Stored data entries:
════════
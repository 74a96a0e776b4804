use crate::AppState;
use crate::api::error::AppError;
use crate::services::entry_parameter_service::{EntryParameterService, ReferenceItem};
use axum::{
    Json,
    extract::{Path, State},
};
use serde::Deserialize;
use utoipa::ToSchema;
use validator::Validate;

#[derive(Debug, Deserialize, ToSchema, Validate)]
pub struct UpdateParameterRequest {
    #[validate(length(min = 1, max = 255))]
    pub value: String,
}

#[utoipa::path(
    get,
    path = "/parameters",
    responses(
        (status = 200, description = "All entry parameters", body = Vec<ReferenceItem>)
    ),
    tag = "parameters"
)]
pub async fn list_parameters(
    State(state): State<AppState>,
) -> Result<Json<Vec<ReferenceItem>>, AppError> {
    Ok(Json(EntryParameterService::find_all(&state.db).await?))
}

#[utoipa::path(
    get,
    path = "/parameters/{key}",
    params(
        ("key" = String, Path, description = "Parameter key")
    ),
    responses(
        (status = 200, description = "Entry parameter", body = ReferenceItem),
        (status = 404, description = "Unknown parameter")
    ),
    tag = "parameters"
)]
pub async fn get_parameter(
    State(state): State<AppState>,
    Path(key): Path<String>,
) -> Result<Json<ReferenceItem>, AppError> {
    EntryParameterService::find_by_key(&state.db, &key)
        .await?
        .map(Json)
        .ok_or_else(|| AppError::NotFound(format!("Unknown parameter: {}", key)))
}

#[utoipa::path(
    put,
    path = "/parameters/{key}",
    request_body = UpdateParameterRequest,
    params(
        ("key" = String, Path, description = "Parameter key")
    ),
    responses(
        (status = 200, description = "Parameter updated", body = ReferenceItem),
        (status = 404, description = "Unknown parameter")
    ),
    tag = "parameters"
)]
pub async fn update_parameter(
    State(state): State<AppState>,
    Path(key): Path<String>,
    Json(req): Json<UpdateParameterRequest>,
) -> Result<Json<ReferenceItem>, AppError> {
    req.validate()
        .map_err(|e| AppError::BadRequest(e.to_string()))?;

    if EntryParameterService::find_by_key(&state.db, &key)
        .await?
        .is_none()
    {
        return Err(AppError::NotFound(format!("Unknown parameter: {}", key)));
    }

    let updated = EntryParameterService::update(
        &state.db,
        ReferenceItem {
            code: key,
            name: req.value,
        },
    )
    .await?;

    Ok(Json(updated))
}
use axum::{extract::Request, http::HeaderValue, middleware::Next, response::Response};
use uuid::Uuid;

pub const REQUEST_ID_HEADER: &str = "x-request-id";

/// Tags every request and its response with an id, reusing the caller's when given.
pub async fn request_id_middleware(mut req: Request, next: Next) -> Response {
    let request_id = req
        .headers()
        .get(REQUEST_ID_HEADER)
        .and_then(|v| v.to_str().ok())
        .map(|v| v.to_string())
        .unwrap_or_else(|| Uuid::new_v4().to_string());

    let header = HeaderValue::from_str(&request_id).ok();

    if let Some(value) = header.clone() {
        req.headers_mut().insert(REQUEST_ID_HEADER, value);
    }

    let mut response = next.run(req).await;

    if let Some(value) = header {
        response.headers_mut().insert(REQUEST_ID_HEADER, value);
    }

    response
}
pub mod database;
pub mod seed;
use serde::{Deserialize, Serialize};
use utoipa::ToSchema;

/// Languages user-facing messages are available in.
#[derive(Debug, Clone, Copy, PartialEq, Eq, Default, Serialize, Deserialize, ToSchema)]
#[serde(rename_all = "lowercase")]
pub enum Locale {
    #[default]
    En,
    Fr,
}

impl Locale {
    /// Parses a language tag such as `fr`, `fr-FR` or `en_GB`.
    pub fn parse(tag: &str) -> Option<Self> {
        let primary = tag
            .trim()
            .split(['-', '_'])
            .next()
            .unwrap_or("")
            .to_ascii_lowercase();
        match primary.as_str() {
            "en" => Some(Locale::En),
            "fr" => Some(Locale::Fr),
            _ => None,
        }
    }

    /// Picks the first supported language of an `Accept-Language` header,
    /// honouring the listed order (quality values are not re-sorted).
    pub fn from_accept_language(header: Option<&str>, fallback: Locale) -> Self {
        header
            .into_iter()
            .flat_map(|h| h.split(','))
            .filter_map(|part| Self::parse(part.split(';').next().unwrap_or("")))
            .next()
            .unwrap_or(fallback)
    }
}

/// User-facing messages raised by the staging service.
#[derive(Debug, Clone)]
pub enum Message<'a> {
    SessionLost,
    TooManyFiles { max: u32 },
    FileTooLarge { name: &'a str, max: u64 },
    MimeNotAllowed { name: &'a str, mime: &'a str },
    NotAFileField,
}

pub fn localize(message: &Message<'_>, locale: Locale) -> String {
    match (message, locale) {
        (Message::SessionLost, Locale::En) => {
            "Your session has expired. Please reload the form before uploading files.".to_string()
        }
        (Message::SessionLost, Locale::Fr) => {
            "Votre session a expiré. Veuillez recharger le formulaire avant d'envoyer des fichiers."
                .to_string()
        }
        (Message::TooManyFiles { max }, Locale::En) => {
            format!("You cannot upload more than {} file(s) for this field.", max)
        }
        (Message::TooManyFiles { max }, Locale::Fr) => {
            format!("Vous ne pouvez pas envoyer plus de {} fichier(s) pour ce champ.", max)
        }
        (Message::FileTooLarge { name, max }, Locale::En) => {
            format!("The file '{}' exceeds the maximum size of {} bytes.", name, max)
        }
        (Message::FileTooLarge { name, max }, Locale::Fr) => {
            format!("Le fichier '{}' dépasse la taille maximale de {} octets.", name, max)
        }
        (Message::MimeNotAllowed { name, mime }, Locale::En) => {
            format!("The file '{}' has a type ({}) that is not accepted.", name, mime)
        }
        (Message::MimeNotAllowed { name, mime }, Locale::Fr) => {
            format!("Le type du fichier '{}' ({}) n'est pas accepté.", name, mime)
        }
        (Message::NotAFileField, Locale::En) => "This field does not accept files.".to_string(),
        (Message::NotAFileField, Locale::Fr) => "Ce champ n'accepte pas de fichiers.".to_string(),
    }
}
════════
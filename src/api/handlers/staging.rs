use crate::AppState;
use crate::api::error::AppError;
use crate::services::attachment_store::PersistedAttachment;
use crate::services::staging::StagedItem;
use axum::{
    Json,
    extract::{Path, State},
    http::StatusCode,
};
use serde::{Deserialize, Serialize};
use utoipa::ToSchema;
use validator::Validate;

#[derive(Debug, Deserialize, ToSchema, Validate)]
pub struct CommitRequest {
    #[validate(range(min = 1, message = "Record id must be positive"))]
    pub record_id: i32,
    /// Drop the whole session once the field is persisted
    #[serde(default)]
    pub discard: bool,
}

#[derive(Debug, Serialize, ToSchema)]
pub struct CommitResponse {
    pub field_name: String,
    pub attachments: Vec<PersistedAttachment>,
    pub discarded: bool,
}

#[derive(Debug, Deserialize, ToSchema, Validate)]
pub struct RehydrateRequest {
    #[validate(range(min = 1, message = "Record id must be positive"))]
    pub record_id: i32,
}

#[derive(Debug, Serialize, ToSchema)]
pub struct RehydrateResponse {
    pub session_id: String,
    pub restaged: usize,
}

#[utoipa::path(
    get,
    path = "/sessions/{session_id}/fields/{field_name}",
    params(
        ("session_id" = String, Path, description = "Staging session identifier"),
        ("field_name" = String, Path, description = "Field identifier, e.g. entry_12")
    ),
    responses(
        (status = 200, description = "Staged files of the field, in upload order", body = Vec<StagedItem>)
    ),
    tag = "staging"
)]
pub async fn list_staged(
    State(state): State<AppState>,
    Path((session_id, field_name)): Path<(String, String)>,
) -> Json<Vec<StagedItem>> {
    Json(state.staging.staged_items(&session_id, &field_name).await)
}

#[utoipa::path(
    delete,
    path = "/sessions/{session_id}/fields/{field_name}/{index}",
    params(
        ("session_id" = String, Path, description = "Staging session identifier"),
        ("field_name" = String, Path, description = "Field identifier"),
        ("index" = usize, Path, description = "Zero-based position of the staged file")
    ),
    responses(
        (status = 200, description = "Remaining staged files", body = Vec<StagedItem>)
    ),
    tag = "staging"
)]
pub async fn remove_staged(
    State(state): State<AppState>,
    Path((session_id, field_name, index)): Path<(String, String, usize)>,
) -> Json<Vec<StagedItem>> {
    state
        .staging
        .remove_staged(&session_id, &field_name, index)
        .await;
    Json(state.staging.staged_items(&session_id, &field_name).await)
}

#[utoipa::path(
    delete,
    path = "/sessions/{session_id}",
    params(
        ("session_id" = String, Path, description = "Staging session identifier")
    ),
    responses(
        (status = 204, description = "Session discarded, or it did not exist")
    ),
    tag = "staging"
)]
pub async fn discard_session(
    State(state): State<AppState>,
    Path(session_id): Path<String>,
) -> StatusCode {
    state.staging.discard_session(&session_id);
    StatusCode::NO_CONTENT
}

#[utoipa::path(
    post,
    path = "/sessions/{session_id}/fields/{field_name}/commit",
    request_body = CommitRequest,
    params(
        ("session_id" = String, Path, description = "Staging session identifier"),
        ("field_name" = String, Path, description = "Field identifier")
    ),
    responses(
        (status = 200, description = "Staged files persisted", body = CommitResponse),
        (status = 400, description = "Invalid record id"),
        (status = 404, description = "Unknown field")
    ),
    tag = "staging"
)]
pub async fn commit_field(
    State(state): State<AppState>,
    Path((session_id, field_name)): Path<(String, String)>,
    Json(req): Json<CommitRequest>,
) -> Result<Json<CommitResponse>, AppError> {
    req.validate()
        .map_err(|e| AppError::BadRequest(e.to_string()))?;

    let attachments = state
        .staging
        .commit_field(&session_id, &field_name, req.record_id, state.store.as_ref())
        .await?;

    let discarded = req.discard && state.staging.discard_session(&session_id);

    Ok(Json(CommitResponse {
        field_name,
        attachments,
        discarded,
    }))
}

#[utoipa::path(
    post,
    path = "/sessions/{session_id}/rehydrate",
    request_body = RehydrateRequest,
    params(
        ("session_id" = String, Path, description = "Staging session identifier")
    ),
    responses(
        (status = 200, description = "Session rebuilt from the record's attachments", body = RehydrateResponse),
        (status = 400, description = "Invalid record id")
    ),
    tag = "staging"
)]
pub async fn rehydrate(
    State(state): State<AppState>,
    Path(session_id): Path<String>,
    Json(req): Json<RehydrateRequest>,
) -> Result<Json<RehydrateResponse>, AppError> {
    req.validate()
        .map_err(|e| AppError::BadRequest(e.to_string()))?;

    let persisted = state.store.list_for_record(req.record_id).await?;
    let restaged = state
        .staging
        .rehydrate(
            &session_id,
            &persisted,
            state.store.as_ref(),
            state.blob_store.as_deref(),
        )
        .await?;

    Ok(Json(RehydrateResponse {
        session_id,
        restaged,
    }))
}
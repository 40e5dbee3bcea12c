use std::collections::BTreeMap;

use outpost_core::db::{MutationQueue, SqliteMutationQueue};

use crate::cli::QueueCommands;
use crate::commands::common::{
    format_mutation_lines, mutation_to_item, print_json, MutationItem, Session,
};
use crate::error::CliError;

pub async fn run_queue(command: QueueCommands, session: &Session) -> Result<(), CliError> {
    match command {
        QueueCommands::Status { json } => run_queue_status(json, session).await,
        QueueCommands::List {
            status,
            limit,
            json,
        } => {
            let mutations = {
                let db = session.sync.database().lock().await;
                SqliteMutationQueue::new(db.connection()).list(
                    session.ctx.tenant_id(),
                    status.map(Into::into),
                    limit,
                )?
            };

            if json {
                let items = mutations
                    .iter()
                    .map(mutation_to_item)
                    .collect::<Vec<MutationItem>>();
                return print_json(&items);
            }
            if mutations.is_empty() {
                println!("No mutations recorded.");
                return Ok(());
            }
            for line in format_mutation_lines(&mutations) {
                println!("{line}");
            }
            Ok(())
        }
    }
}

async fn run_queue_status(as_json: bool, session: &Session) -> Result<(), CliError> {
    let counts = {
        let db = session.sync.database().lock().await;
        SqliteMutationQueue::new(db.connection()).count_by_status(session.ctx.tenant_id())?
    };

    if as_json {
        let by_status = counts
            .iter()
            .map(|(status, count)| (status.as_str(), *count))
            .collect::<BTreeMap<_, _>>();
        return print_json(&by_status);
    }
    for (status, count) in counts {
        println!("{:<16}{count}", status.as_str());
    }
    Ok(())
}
════════
Task details => When a line in the records above contains the word "CliError", copy it.

Task output =>
use crate::error::CliError;
pub async fn run_queue(command: QueueCommands, session: &Session) -> Result<(), CliError> {
async fn run_queue_status(as_json: bool, session: &Session) -> Result<(), CliError> {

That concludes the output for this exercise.